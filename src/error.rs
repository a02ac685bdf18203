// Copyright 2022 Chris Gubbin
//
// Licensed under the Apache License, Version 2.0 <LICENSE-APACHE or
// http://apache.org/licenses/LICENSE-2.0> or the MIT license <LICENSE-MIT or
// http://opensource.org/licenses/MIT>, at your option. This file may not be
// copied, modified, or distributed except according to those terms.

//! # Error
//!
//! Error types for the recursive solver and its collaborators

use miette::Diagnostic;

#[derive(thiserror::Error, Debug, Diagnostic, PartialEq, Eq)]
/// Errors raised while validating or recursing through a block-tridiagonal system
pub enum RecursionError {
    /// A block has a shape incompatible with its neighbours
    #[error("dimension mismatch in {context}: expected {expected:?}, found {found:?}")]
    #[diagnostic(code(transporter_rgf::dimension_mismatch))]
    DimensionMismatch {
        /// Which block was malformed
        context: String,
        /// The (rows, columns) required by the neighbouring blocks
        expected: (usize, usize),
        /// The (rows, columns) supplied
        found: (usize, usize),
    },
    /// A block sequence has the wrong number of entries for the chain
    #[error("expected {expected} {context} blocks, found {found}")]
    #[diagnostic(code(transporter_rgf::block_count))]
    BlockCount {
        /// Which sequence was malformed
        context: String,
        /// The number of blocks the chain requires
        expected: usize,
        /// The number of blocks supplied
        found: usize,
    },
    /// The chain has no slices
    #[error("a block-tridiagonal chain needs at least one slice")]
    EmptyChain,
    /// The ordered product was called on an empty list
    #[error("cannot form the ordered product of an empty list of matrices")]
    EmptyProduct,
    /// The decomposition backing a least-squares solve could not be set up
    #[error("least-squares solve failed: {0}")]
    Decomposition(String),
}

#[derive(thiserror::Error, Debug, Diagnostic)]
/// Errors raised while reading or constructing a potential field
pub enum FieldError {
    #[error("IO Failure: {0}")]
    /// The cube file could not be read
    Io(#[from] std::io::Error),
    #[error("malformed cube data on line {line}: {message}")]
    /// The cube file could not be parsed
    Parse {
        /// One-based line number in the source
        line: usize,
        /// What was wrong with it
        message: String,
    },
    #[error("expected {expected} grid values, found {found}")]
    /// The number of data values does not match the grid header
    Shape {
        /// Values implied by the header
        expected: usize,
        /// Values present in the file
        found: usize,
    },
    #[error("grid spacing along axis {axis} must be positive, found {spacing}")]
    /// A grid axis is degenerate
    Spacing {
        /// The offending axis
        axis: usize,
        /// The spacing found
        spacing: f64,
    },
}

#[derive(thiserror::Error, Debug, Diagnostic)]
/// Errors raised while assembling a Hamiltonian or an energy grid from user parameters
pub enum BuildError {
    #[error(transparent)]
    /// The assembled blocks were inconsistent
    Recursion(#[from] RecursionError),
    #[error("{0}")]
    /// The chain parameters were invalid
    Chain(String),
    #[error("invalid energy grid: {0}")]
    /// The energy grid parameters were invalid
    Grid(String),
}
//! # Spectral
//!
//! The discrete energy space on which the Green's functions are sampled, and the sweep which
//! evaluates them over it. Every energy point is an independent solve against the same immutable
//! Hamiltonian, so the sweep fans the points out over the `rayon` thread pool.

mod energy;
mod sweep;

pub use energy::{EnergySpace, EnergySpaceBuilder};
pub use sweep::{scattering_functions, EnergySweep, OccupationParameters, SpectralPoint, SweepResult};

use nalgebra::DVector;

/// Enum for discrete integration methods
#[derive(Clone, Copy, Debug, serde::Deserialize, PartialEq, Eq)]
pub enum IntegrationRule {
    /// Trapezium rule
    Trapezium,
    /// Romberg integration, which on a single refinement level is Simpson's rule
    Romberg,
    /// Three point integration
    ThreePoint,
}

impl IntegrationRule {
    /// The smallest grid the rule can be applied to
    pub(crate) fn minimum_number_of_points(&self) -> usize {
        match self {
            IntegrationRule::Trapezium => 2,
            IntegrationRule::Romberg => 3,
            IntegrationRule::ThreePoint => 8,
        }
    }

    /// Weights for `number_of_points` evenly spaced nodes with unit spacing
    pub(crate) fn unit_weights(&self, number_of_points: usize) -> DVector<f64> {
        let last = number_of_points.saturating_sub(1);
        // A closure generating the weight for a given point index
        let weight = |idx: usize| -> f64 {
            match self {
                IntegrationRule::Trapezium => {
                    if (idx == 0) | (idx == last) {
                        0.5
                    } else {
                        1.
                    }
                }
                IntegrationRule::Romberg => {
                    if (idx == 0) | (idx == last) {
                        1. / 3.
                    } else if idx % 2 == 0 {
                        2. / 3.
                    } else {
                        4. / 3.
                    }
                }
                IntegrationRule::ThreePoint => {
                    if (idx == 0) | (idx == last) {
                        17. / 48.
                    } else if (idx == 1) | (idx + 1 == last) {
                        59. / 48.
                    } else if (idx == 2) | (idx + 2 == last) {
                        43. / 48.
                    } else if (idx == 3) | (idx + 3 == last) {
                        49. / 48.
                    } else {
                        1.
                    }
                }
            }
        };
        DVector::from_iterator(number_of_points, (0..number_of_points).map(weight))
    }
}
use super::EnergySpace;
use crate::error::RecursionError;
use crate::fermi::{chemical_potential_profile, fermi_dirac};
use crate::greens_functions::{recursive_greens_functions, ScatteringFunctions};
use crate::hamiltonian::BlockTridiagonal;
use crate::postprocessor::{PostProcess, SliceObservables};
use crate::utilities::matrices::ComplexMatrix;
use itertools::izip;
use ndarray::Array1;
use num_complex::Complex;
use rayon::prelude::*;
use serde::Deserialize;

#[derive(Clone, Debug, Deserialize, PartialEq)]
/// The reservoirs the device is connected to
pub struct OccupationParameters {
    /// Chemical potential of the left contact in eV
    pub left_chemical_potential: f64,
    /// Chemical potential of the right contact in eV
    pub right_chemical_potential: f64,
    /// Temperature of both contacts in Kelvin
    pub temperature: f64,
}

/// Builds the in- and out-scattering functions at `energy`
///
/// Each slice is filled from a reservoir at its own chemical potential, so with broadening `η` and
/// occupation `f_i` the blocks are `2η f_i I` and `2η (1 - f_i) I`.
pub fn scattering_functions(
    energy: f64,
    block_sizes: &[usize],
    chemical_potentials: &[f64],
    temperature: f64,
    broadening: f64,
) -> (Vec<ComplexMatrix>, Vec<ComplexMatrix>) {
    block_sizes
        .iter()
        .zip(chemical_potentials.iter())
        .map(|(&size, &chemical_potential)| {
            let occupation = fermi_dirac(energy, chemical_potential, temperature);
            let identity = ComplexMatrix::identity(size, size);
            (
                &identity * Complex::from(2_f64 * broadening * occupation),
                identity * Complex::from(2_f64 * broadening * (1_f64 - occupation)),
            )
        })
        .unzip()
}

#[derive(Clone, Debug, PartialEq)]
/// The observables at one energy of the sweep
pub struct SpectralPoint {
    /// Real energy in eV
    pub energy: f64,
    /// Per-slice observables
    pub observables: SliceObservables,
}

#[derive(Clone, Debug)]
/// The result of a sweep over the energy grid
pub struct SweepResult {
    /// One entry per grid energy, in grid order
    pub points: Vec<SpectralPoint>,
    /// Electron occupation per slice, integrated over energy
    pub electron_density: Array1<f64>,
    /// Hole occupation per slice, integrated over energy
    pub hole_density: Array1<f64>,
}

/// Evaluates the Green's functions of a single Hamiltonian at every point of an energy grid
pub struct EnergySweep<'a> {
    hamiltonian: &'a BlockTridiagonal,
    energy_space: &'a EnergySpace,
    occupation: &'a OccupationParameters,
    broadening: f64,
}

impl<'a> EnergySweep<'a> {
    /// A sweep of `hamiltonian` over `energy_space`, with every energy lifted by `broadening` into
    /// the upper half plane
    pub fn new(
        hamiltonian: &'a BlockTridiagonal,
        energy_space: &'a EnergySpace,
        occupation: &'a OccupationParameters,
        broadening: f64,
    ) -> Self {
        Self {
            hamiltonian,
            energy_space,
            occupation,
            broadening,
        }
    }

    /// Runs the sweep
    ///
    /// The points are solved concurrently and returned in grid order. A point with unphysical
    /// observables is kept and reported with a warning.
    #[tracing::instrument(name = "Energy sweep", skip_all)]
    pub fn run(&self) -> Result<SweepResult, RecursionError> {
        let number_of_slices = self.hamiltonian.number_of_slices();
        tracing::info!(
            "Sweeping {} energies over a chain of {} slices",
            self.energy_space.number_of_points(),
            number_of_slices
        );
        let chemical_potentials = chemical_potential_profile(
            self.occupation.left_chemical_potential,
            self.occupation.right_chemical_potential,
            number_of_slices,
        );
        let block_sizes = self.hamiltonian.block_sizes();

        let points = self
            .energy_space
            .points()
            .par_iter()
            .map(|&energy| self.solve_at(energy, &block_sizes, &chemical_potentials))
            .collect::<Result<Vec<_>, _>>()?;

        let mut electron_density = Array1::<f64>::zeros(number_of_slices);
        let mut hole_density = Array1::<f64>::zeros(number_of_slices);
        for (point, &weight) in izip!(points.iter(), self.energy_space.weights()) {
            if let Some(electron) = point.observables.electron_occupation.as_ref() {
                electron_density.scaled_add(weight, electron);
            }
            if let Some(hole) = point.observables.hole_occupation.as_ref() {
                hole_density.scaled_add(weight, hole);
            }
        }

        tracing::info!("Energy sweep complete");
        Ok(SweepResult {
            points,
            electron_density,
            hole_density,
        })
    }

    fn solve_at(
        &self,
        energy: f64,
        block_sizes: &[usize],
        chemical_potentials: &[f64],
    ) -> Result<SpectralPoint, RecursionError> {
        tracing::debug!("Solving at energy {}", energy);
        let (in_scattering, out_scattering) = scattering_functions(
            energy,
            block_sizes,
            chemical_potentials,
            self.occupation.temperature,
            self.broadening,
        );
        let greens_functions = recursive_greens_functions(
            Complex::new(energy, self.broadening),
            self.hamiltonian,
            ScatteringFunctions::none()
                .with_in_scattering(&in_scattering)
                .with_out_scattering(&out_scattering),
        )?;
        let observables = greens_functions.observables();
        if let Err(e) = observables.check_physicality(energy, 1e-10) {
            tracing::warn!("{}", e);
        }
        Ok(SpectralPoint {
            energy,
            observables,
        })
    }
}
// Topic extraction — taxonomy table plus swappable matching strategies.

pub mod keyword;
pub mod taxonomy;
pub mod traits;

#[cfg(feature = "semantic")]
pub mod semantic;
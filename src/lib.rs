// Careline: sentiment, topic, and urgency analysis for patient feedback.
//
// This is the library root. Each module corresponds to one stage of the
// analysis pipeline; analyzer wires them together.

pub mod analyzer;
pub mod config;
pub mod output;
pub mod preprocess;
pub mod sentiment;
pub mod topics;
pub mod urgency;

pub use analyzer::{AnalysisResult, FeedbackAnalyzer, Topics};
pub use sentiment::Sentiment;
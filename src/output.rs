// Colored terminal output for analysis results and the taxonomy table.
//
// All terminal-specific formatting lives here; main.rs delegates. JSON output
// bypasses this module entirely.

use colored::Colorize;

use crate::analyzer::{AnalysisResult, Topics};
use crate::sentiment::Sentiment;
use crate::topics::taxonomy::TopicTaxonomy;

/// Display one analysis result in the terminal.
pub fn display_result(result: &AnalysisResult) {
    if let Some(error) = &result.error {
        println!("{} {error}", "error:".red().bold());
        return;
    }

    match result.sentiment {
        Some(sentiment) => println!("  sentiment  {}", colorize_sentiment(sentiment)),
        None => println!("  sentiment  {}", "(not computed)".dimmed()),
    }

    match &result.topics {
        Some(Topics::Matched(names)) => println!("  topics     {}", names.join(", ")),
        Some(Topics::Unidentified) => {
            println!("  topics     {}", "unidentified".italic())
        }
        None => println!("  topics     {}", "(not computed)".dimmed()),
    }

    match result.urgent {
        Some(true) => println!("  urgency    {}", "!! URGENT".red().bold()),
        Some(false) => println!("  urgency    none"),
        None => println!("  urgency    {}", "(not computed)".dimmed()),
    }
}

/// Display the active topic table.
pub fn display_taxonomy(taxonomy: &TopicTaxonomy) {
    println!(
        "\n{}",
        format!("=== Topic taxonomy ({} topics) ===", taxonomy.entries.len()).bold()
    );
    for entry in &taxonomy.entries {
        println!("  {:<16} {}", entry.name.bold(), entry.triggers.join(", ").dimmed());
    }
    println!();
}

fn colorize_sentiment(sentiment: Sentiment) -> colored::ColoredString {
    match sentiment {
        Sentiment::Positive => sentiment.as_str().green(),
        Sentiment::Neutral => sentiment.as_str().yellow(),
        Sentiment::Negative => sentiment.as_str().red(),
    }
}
+++
*Exercise prompt*: Exactly the lines above from the one with "pub mod output;" to the one with "delegates. JSON output", both included, are to be quoted; leave the rest out.

*Task response*:
pub mod output;
pub mod preprocess;
pub mod sentiment;
pub mod topics;
pub mod urgency;

pub use analyzer::{AnalysisResult, FeedbackAnalyzer, Topics};
pub use sentiment::Sentiment;
filename src/output.rs
// Colored terminal output for analysis results and the taxonomy table.
//
// All terminal-specific formatting lives here; main.rs delegates. JSON output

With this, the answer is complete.